Have you noticed the one aspect of the Health Care Reform conundrum that goes consistently unmentioned? That is the off-the-chart volume of physician misbehavior in America, and its impact on the entire model we call medicine.
Consider this, for a moment: In the year just past, 2,490 doctors found themselves either convicted of serious crimes or facing civil penalties, due to extraordinary bad judgment. The National Practitioner Data Bank holds records on 237,000 MDs who are referred to by the Health Research Group as either "Dangerous" or "Questionable." Now, are there doctors on that list who shouldn't be there? I have no doubt. But for any MD unfairly sanctioned, research shows there are another dozen who were not reported, but should have been. And we aren't talking “medical errors" here. We're talking flat-out, egotistical entitlement.
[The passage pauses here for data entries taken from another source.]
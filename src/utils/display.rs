//! Display and output formatting utilities

use crate::controller::{Controller, SolveOutcome, SolveReport, Verdict, VerifyReport};
use crate::sas::Model;
use itertools::Itertools;

/// Format pipeline results for the console
pub struct ReportFormatter;

impl ReportFormatter {
    /// Format the result of a `solve` run
    pub fn format_solve_report(report: &SolveReport) -> String {
        let mut output = String::new();

        output.push_str(&format!("=== {} ===\n", Self::outcome_title(&report.outcome)));
        output.push_str(&format!("Solve Time: {:.3}s\n", report.elapsed.as_secs_f64()));
        if let Some(len) = report.backbone {
            output.push_str(&format!("Backbone Length: {}\n", len));
        }
        match &report.outcome {
            SolveOutcome::Solved { size, states, output: file } => {
                output.push_str(&format!("numStates: {}\n", size));
                output.push_str(&format!("Controller States: {}\n", states));
                output.push_str(&format!("Solver Output: {}\n", file.display()));
            }
            SolveOutcome::Trivial => output.push_str("Controller States: 1\n"),
            _ => {}
        }
        if let Some(verification) = &report.verification {
            output.push_str(&format!("Strong Cyclic: {}\n", verification.sound));
        }

        output
    }

    fn outcome_title(outcome: &SolveOutcome) -> &'static str {
        match outcome {
            SolveOutcome::Trivial => "Trivial",
            SolveOutcome::Solved { .. } => "Solved",
            SolveOutcome::Unsolvable => "Unsolvable",
            SolveOutcome::Exhausted { .. } => "No Solution",
            SolveOutcome::TimedOut { .. } => "Timed Out",
        }
    }

    /// Format several verification results as a table
    pub fn format_verify_summary(reports: &[VerifyReport]) -> String {
        let mut output = String::new();

        output.push_str("Verification Summary:\n");
        output.push_str("Sound | Timeout | States | Pairs  | Directory\n");
        output.push_str("------|---------|--------|--------|----------\n");

        for report in reports {
            output.push_str(&format!(
                "{:5} | {:7} | {:6} | {:6} | {}\n",
                if report.sound { "yes" } else { "no" },
                if report.timed_out { "yes" } else { "no" },
                report.controller_states,
                report.reachable_pairs,
                report.dir.display()
            ));
        }

        output
    }

    /// Compact listing of a controller: one line per state
    pub fn format_controller(controller: &Controller, model: &Model) -> String {
        let mut output = String::new();
        for (id, state) in controller.states() {
            let action = controller.policy(id).unwrap_or("-");
            let edges = controller
                .transitions_from(id)
                .map(|t| format!("{}->{}", t.effect, t.to))
                .join(" ");
            output.push_str(&format!(
                "{:3} [{}] {} {}\n",
                id,
                state.describe(model.variables()),
                action,
                edges
            ));
        }
        output
    }

    /// Distances of the solution space, grouped by controller state
    pub fn format_verdict(verdict: &Verdict) -> String {
        let mut output = format!("{}\n", verdict);
        let grouped = verdict
            .space
            .nodes()
            .iter()
            .zip(&verdict.distances)
            .into_group_map_by(|(node, _)| node.controller);
        for controller in grouped.keys().sorted() {
            let distances = grouped[controller]
                .iter()
                .map(|(_, d)| d.map_or("inf".to_string(), |d| d.to_string()))
                .join(",");
            output.push_str(&format!("  q{}: {}\n", controller, distances));
        }
        output
    }
}

pub struct ColorOutput;

impl ColorOutput {
    /// Format text with color (if terminal supports it)
    pub fn colored(text: &str, color: Color) -> String {
        if Self::supports_color() {
            format!("\x1b[{}m{}\x1b[0m", color.code(), text)
        } else {
            text.to_string()
        }
    }

    fn supports_color() -> bool {
        std::env::var("NO_COLOR").is_err() && std::env::var("TERM").unwrap_or_default() != "dumb"
    }

    pub fn success(text: &str) -> String {
        Self::colored(text, Color::Green)
    }

    pub fn error(text: &str) -> String {
        Self::colored(text, Color::Red)
    }

    pub fn warning(text: &str) -> String {
        Self::colored(text, Color::Yellow)
    }

    pub fn info(text: &str) -> String {
        Self::colored(text, Color::Blue)
    }
}

#[derive(Debug, Clone, Copy)]
pub enum Color {
    Red,
    Green,
    Yellow,
    Blue,
}

impl Color {
    fn code(self) -> u8 {
        match self {
            Color::Red => 31,
            Color::Green => 32,
            Color::Yellow => 33,
            Color::Blue => 34,
        }
    }
}

#[cfg(test)]
mod tests {
    use super::*;
    use crate::controller::controller::tests::answer;
    use crate::controller::verify;
    use crate::sas::parser::tests::SMALL_SAS;
    use crate::sas::parse_sas;
    use crate::sas::ModelStatistics;
    use std::path::PathBuf;
    use std::time::Duration;

    fn small_controller() -> (Controller, Model) {
        let model = parse_sas(SMALL_SAS).unwrap();
        let answer = answer(
            "holds(0,0,1) holds(0,1,1) holds(1,1,0) holds(2,0,0) \
             policy(0,\"move(l1,l2)\") policy(1,\"fix()\") \
             transition(0,\"e1\",2) transition(0,\"e2\",1) transition(1,\"e1\",0)",
        );
        let controller = Controller::from_answer(&answer, model.variables().len()).unwrap();
        (controller, model)
    }

    #[test]
    fn test_solve_report_formatting() {
        let report = SolveReport {
            outcome: SolveOutcome::Solved {
                size: 4,
                states: 5,
                output: PathBuf::from("out/clingo_out_4.out"),
            },
            statistics: ModelStatistics {
                variables: 2,
                grounded_actions: 3,
                deterministic_operators: 1,
                nondeterministic_operators: 1,
                max_outcomes: 2,
                mutex_groups: 1,
                goal_size: 1,
            },
            backbone: Some(3),
            verification: None,
            elapsed: Duration::from_millis(1500),
        };
        let text = ReportFormatter::format_solve_report(&report);
        assert!(text.starts_with("=== Solved ==="));
        assert!(text.contains("Controller States: 5"));
        assert!(text.contains("Backbone Length: 3"));
        assert!(text.contains("Solve Time: 1.500s"));
    }

    #[test]
    fn test_verify_summary_table() {
        let reports = vec![VerifyReport {
            dir: PathBuf::from("runs/a"),
            sound: true,
            timed_out: false,
            controller_states: 3,
            reachable_pairs: 3,
        }];
        let table = ReportFormatter::format_verify_summary(&reports);
        assert_eq!(table.lines().count(), 4);
        assert!(table.lines().last().unwrap().ends_with("runs/a"));
    }

    #[test]
    fn test_controller_listing() {
        let (controller, model) = small_controller();
        let listing = ReportFormatter::format_controller(&controller, &model);
        let first = listing.lines().next().unwrap();
        assert!(first.contains("move(l1,l2)"));
        assert!(first.ends_with("e1->2 e2->1"));
        assert_eq!(listing.lines().count(), 3);
    }

    #[test]
    fn test_verdict_formatting() {
        let (controller, model) = small_controller();
        let verdict = verify(&controller, &model).unwrap();
        let text = ReportFormatter::format_verdict(&verdict);
        assert!(text.contains("q2: 0"));
        assert!(!text.contains("inf"));
    }

    #[test]
    fn test_color_output() {
        let colored = ColorOutput::colored("test", Color::Red);
        assert!(colored.contains("test"));

        let success = ColorOutput::success("OK");
        assert!(success.contains("OK"));
    }
}
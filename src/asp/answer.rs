//! Tokenizer for solver answers
//!
//! The solver prints a status line and, for each model, an `Answer: <n>` line
//! followed by one line of space-separated atoms such as
//! `holds(3,0,1) policy(0,"move(l1,l2)") transition(0,"e1",1)`.

use super::terms::TIMED_OUT_MARKER;
use crate::error::{FondError, FondResult};
use std::fmt;

/// A ground term of an answer atom
#[derive(Debug, Clone, PartialEq, Eq)]
pub enum Term {
    Int(i64),
    /// Quoted string, stored without the quotes
    Str(String),
    /// Bare constant such as `a` or `e1`
    Sym(String),
    /// Nested function term; a tuple has an empty name
    Func(String, Vec<Term>),
}

impl Term {
    pub fn as_int(&self) -> Option<i64> {
        match self {
            Term::Int(v) => Some(*v),
            _ => None,
        }
    }

    /// Text of a quoted string or bare constant
    pub fn as_text(&self) -> Option<&str> {
        match self {
            Term::Str(s) | Term::Sym(s) => Some(s),
            _ => None,
        }
    }
}

impl fmt::Display for Term {
    fn fmt(&self, f: &mut fmt::Formatter<'_>) -> fmt::Result {
        match self {
            Term::Int(v) => write!(f, "{}", v),
            Term::Str(s) => write!(f, "\"{}\"", s),
            Term::Sym(s) => write!(f, "{}", s),
            Term::Func(name, args) => {
                let args: Vec<String> = args.iter().map(Term::to_string).collect();
                write!(f, "{}({})", name, args.join(","))
            }
        }
    }
}

/// One atom of an answer set
#[derive(Debug, Clone, PartialEq, Eq)]
pub struct Atom {
    pub predicate: String,
    pub args: Vec<Term>,
}

impl Atom {
    /// Parse a single atom, e.g. `policy(0,"move(l1,l2)")`
    pub fn parse(text: &str) -> Option<Self> {
        let mut reader = TermReader::new(text);
        let term = reader.term()?;
        if !reader.at_end() {
            return None;
        }
        match term {
            Term::Func(predicate, args) if !predicate.is_empty() => Some(Self { predicate, args }),
            Term::Sym(predicate) => Some(Self {
                predicate,
                args: Vec::new(),
            }),
            _ => None,
        }
    }

    pub fn is(&self, predicate: &str, arity: usize) -> bool {
        self.predicate == predicate && self.args.len() == arity
    }

    pub fn int(&self, index: usize) -> Option<i64> {
        self.args.get(index).and_then(Term::as_int)
    }

    /// Non-negative integer argument, e.g. a state id
    pub fn index(&self, index: usize) -> Option<usize> {
        self.int(index).and_then(|v| usize::try_from(v).ok())
    }

    pub fn text(&self, index: usize) -> Option<&str> {
        self.args.get(index).and_then(Term::as_text)
    }
}

impl fmt::Display for Atom {
    fn fmt(&self, f: &mut fmt::Formatter<'_>) -> fmt::Result {
        if self.args.is_empty() {
            return write!(f, "{}", self.predicate);
        }
        let args: Vec<String> = self.args.iter().map(Term::to_string).collect();
        write!(f, "{}({})", self.predicate, args.join(","))
    }
}

/// Split an answer line into atom texts on whitespace outside quotes
pub fn split_atoms(line: &str) -> Vec<&str> {
    let mut atoms = Vec::new();
    let mut in_quotes = false;
    let mut start = None;

    for (i, c) in line.char_indices() {
        match c {
            '"' => {
                in_quotes = !in_quotes;
                start.get_or_insert(i);
            }
            c if c.is_whitespace() && !in_quotes => {
                if let Some(s) = start.take() {
                    atoms.push(&line[s..i]);
                }
            }
            _ => {
                start.get_or_insert(i);
            }
        }
    }
    if let Some(s) = start {
        atoms.push(&line[s..]);
    }
    atoms
}

/// Recursive-descent reader over a single term
struct TermReader<'a> {
    text: &'a str,
    pos: usize,
}

impl<'a> TermReader<'a> {
    fn new(text: &'a str) -> Self {
        Self {
            text: text.trim(),
            pos: 0,
        }
    }

    fn at_end(&self) -> bool {
        self.pos >= self.text.len()
    }

    fn peek(&self) -> Option<char> {
        self.text[self.pos..].chars().next()
    }

    fn bump(&mut self) -> Option<char> {
        let c = self.peek()?;
        self.pos += c.len_utf8();
        Some(c)
    }

    fn eat(&mut self, expected: char) -> bool {
        if self.peek() == Some(expected) {
            self.pos += expected.len_utf8();
            true
        } else {
            false
        }
    }

    fn term(&mut self) -> Option<Term> {
        match self.peek()? {
            '"' => self.string(),
            '-' | '0'..='9' => self.int(),
            '(' => {
                let args = self.arguments()?;
                Some(Term::Func(String::new(), args))
            }
            c if c.is_alphabetic() || c == '_' => {
                let name = self.identifier();
                if self.peek() == Some('(') {
                    let args = self.arguments()?;
                    Some(Term::Func(name, args))
                } else {
                    Some(Term::Sym(name))
                }
            }
            _ => None,
        }
    }

    fn identifier(&mut self) -> String {
        let start = self.pos;
        while let Some(c) = self.peek() {
            if c.is_alphanumeric() || c == '_' || c == '\'' {
                self.bump();
            } else {
                break;
            }
        }
        self.text[start..self.pos].to_string()
    }

    fn int(&mut self) -> Option<Term> {
        let start = self.pos;
        self.eat('-');
        while matches!(self.peek(), Some('0'..='9')) {
            self.bump();
        }
        self.text[start..self.pos].parse().ok().map(Term::Int)
    }

    fn string(&mut self) -> Option<Term> {
        self.eat('"');
        let mut value = String::new();
        loop {
            match self.bump()? {
                '"' => return Some(Term::Str(value)),
                '\\' => value.push(self.bump()?),
                c => value.push(c),
            }
        }
    }

    /// `( term (, term)* )`
    fn arguments(&mut self) -> Option<Vec<Term>> {
        if !self.eat('(') {
            return None;
        }
        let mut args = Vec::new();
        if self.eat(')') {
            return Some(args);
        }
        loop {
            args.push(self.term()?);
            if self.eat(')') {
                return Some(args);
            }
            if !self.eat(',') {
                return None;
            }
        }
    }
}

/// Outcome reported by the solver
#[derive(Debug, Clone, Copy, PartialEq, Eq)]
pub enum SolverStatus {
    Satisfiable,
    Unsatisfiable,
    Unknown,
}

/// One `Answer: <n>` block
#[derive(Debug, Clone, PartialEq, Eq)]
pub struct Answer {
    pub number: usize,
    pub atoms: Vec<Atom>,
}

impl Answer {
    /// Atoms of a given predicate and arity, in answer order
    pub fn atoms_of<'a>(&'a self, predicate: &'a str, arity: usize) -> impl Iterator<Item = &'a Atom> + 'a {
        self.atoms.iter().filter(move |a| a.is(predicate, arity))
    }
}

/// Parsed standard output of one solver run
#[derive(Debug, Clone, PartialEq, Eq)]
pub struct SolverOutput {
    pub status: SolverStatus,
    pub answers: Vec<Answer>,
    pub timed_out: bool,
}

impl SolverOutput {
    /// Parse the solver's stdout.
    ///
    /// The status is taken from the first line carrying a marker; the
    /// unsatisfiable marker contains the satisfiable one, so it is checked
    /// first.
    pub fn parse(stdout: &str) -> FondResult<Self> {
        let mut status = SolverStatus::Unknown;
        let mut answers = Vec::new();
        let mut timed_out = false;
        let lines: Vec<&str> = stdout.lines().collect();

        let mut i = 0;
        while i < lines.len() {
            let line = lines[i].trim();
            if status == SolverStatus::Unknown {
                if line.contains("UNSATISFIABLE") {
                    status = SolverStatus::Unsatisfiable;
                } else if line.contains("SATISFIABLE") || line.contains("OPTIMUM FOUND") {
                    status = SolverStatus::Satisfiable;
                }
            }
            if line.contains(TIMED_OUT_MARKER) {
                timed_out = true;
            }

            if let Some(number) = line.strip_prefix("Answer:") {
                let number = number
                    .trim()
                    .parse::<usize>()
                    .map_err(|_| FondError::parse(i + 1, format!("invalid answer number `{}`", number.trim())))?;
                let atom_line = lines.get(i + 1).copied().unwrap_or("");
                let atoms = split_atoms(atom_line)
                    .into_iter()
                    .map(|text| {
                        Atom::parse(text)
                            .ok_or_else(|| FondError::parse(i + 2, format!("malformed atom `{}`", text)))
                    })
                    .collect::<FondResult<Vec<_>>>()?;
                answers.push(Answer { number, atoms });
                i += 2;
                continue;
            }
            i += 1;
        }

        Ok(Self {
            status,
            answers,
            timed_out,
        })
    }

    pub fn is_satisfiable(&self) -> bool {
        self.status == SolverStatus::Satisfiable
    }

    /// The model the solver settled on: with optimisation the last one printed is the best
    pub fn last_answer(&self) -> Option<&Answer> {
        self.answers.last()
    }
}

#[cfg(test)]
mod tests {
    use super::*;

    const OUTPUT: &str = "clingo version 5.6.2
Reading from controller-fondsat.lp ...
Solving...
Answer: 1
holds(0,1,1) policy(0,\"move(l1,l2)\") transition(0,\"e1\",1)
Answer: 2
holds(1,0,0) policy(0,\"fix()\")
SATISFIABLE

Models       : 2
";

    #[test]
    fn test_parse_atoms() {
        let atom = Atom::parse("policy(0,\"move(l1,l2)\")").unwrap();
        assert!(atom.is("policy", 2));
        assert_eq!(atom.index(0), Some(0));
        assert_eq!(atom.text(1), Some("move(l1,l2)"));

        let dummy = Atom::parse("policy(-1,-1,-1)").unwrap();
        assert_eq!(dummy.int(0), Some(-1));
        assert_eq!(dummy.index(0), None);

        let nested = Atom::parse("undo(\"a(x)\",f(b,(1,2)))").unwrap();
        assert_eq!(nested.args[1], Term::Func("f".into(), vec![
            Term::Sym("b".into()),
            Term::Func(String::new(), vec![Term::Int(1), Term::Int(2)]),
        ]));

        assert_eq!(Atom::parse("flag").unwrap().args.len(), 0);
        assert!(Atom::parse("broken(1,").is_none());
        assert!(Atom::parse("p(1) q").is_none());
    }

    #[test]
    fn test_atom_display() {
        let text = "transition(0,\"e1\",1)";
        assert_eq!(Atom::parse(text).unwrap().to_string(), text);
    }

    #[test]
    fn test_split_respects_quotes() {
        let atoms = split_atoms("a(1)  b(\"x y\") c");
        assert_eq!(atoms, vec!["a(1)", "b(\"x y\")", "c"]);
        assert!(split_atoms("   ").is_empty());
    }

    #[test]
    fn test_parse_output() {
        let output = SolverOutput::parse(OUTPUT).unwrap();
        assert!(output.is_satisfiable());
        assert!(!output.timed_out);
        assert_eq!(output.answers.len(), 2);

        let last = output.last_answer().unwrap();
        assert_eq!(last.number, 2);
        assert_eq!(last.atoms_of("policy", 2).count(), 1);
    }

    #[test]
    fn test_unsatisfiable_marker_wins() {
        let output = SolverOutput::parse("Solving...\nUNSATISFIABLE\n").unwrap();
        assert_eq!(output.status, SolverStatus::Unsatisfiable);
        assert!(output.last_answer().is_none());

        let unknown = SolverOutput::parse("Solving...\nUNKNOWN\n").unwrap();
        assert_eq!(unknown.status, SolverStatus::Unknown);
    }

    #[test]
    fn test_timed_out_marker() {
        let text = "Solving...\nTimed out with time limit=10.\n";
        assert!(SolverOutput::parse(text).unwrap().timed_out);
    }

    #[test]
    fn test_malformed_atom_reports_line() {
        match SolverOutput::parse("Answer: 1\nholds(0,1\nSATISFIABLE\n") {
            Err(FondError::Parse { line, .. }) => assert_eq!(line, 2),
            other => panic!("expected parse error, got {:?}", other),
        }
    }
}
The U.S. Department of Justice reports that law enforcement agencies spend $500 Billion a year coping with medical fraud. I would love for someone to explain how that money couldn't be better spent. Over the past decade, more than 1,000 physicians have been convicted of some type of insurance fraud. We have 5,700 public hospitals in the U.S., and half of them are being monitored for miscoding violations. We have a medical system where more than 80 physicians have been convicted of performing unnecessary surgeries to the tune of Billions, in the last 10-years alone. Now, I'm no fan of Insurance as it is managed today, but if I were CEO of one of them, I'd damn sure do everything I could to protect my stockholders from the rape & pillage of the ungodly amount of "lab coat greed.”
The result? The decent physicians in this country are forced to cope with the distortions in the system caused by a fraction of their peers over 7 decades. I find that unfortunate, except for the fact that - in study after study - doctors who respond to surveys say that while they witness lack of ethics and incompetency by their peers, they almost NEVER report it. I would say that fuels a self-perpetuating cycle that none of us are happy with.
Health Care Reform? Now there's a complex subject. But here's a novel thought: Why not just start by weeding out the criminals, and demand state medical boards NOT re-license them after crimes such as Medicare Fraud, secretly filming nude patients, rape, child molestation, 400 unnecessary surgeries and murder?